__Description of the task__: Please print the records below word for word.

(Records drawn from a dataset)
◆ ◆ ◆ ◆ ◆ ◆ ◆
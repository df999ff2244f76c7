//! xtask automation tool for Beacon
//!
//! This tool provides development automation tasks like schema generation.

mod gen_schemas;

use anyhow::Result;
use clap::{Parser, Subcommand};
use std::path::PathBuf;

#[derive(Parser)]
#[command(name = "xtask")]
#[command(about = "Development automation tool for Beacon")]
struct Cli {
    #[command(subcommand)]
    command: Commands,
}

#[derive(Subcommand)]
enum Commands {
    /// Generate JSON schemas for the attention data model
    GenSchemas {
        /// Output directory
        #[arg(long, default_value = "schemas")]
        out: PathBuf,
    },
}

fn main() -> Result<()> {
    let cli = Cli::parse();

    match cli.command {
        Commands::GenSchemas { out } => gen_schemas::run(&out),
    }
}
//! Focus-mode delivery policy

use schema::{AttentionBundle, AttentionItem, FocusModeSettings, PriorityTier};

/// Whether an item surfaces live under the given focus settings.
///
/// Suppressed items are still recorded; this only decides what counts and
/// notifications show while focus mode stays enabled.
#[must_use]
pub fn should_deliver(item: &AttentionItem, settings: &FocusModeSettings) -> bool {
    passes(&item.module, item.priority, settings)
}

/// Bundle-level variant of [`should_deliver`]; members share module and tier.
#[must_use]
pub fn should_deliver_bundle(bundle: &AttentionBundle, settings: &FocusModeSettings) -> bool {
    passes(&bundle.module, bundle.priority, settings)
}

fn passes(module: &str, priority: PriorityTier, settings: &FocusModeSettings) -> bool {
    if !settings.enabled {
        return true;
    }
    (priority == PriorityTier::Urgent && settings.allow_urgent) || settings.is_module_allowed(module)
}

#[cfg(test)]
mod tests {
    use super::*;
    use chrono::Utc;
    use schema::Metadata;

    fn item(module: &str, priority: PriorityTier) -> AttentionItem {
        AttentionItem {
            id: format!("{module}-{priority}"),
            module: module.to_string(),
            priority,
            title: "t".to_string(),
            summary: String::new(),
            action_label: String::new(),
            created_at: Utc::now(),
            metadata: Metadata::new(),
        }
    }

    #[test]
    fn test_disabled_delivers_everything() {
        let settings = FocusModeSettings::default();
        for tier in PriorityTier::ALL {
            assert!(should_deliver(&item("messages", tier), &settings));
        }
    }

    #[test]
    fn test_enabled_with_allow_list() {
        let settings = FocusModeSettings::enabled_with(["planner"]);
        assert!(!should_deliver(&item("messages", PriorityTier::Fyi), &settings));
        assert!(should_deliver(&item("messages", PriorityTier::Urgent), &settings));
        assert!(should_deliver(&item("planner", PriorityTier::Attention), &settings));
        assert!(should_deliver(&item("planner", PriorityTier::Fyi), &settings));
    }

    #[test]
    fn test_urgent_blocked_when_not_allowed() {
        let mut settings = FocusModeSettings::enabled_with(Vec::<String>::new());
        settings.allow_urgent = false;
        assert!(!should_deliver(&item("messages", PriorityTier::Urgent), &settings));
    }
}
◆ ◆ ◆ ◆ ◆ ◆ ◆
__Solved problem__:
repository df999ff2244f76c7
//! xtask automation tool for Beacon
//!
//! This tool provides development automation tasks like schema generation.

mod gen_schemas;

use anyhow::Result;
use clap::{Parser, Subcommand};
use std::path::PathBuf;

#[derive(Parser)]
#[command(name = "xtask")]
#[command(about = "Development automation tool for Beacon")]
struct Cli {
    #[command(subcommand)]
    command: Commands,
}

#[derive(Subcommand)]
enum Commands {
    /// Generate JSON schemas for the attention data model
    GenSchemas {
        /// Output directory
        #[arg(long, default_value = "schemas")]
        out: PathBuf,
    },
}

fn main() -> Result<()> {
    let cli = Cli::parse();

    match cli.command {
        Commands::GenSchemas { out } => gen_schemas::run(&out),
    }
}
//! Focus-mode delivery policy

use schema::{AttentionBundle, AttentionItem, FocusModeSettings, PriorityTier};

/// Whether an item surfaces live under the given focus settings.
///
/// Suppressed items are still recorded; this only decides what counts and
/// notifications show while focus mode stays enabled.
#[must_use]
pub fn should_deliver(item: &AttentionItem, settings: &FocusModeSettings) -> bool {
    passes(&item.module, item.priority, settings)
}

/// Bundle-level variant of [`should_deliver`]; members share module and tier.
#[must_use]
pub fn should_deliver_bundle(bundle: &AttentionBundle, settings: &FocusModeSettings) -> bool {
    passes(&bundle.module, bundle.priority, settings)
}

fn passes(module: &str, priority: PriorityTier, settings: &FocusModeSettings) -> bool {
    if !settings.enabled {
        return true;
    }
    (priority == PriorityTier::Urgent && settings.allow_urgent) || settings.is_module_allowed(module)
}

#[cfg(test)]
mod tests {
    use super::*;
    use chrono::Utc;
    use schema::Metadata;

    fn item(module: &str, priority: PriorityTier) -> AttentionItem {
        AttentionItem {
            id: format!("{module}-{priority}"),
            module: module.to_string(),
            priority,
            title: "t".to_string(),
            summary: String::new(),
            action_label: String::new(),
            created_at: Utc::now(),
            metadata: Metadata::new(),
        }
    }

    #[test]
    fn test_disabled_delivers_everything() {
        let settings = FocusModeSettings::default();
        for tier in PriorityTier::ALL {
            assert!(should_deliver(&item("messages", tier), &settings));
        }
    }

    #[test]
    fn test_enabled_with_allow_list() {
        let settings = FocusModeSettings::enabled_with(["planner"]);
        assert!(!should_deliver(&item("messages", PriorityTier::Fyi), &settings));
        assert!(should_deliver(&item("messages", PriorityTier::Urgent), &settings));
        assert!(should_deliver(&item("planner", PriorityTier::Attention), &settings));
        assert!(should_deliver(&item("planner", PriorityTier::Fyi), &settings));
    }

    #[test]
    fn test_urgent_blocked_when_not_allowed() {
        let mut settings = FocusModeSettings::enabled_with(Vec::<String>::new());
        settings.allow_urgent = false;
        assert!(!should_deliver(&item("messages", PriorityTier::Urgent), &settings));
    }
}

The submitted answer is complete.